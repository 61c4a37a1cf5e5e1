use std::hash::{BuildHasher, Hasher};
use xxhash_rust::xxh3::Xxh3;

#[derive(Default, Clone)]
pub struct Xxh3Hasher(Xxh3);

impl Hasher for Xxh3Hasher {
    #[inline]
    fn finish(&self) -> u64 {
        self.0.finish()
    }
    #[inline]
    fn write(&mut self, bytes: &[u8]) {
        self.0.write(bytes);
    }
}

#[derive(Clone, Default)]
pub struct Xxh3Builder;

impl BuildHasher for Xxh3Builder {
    type Hasher = Xxh3Hasher;

    #[inline]
    fn build_hasher(&self) -> Self::Hasher {
        Xxh3Hasher(Xxh3::new())
    }
}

## Work required
Quote, without any change, each line from the one that contains "fn build_hasher(&self) ->" through the end of the material.

## Answer below
    fn build_hasher(&self) -> Self::Hasher {
        Xxh3Hasher(Xxh3::new())
    }
}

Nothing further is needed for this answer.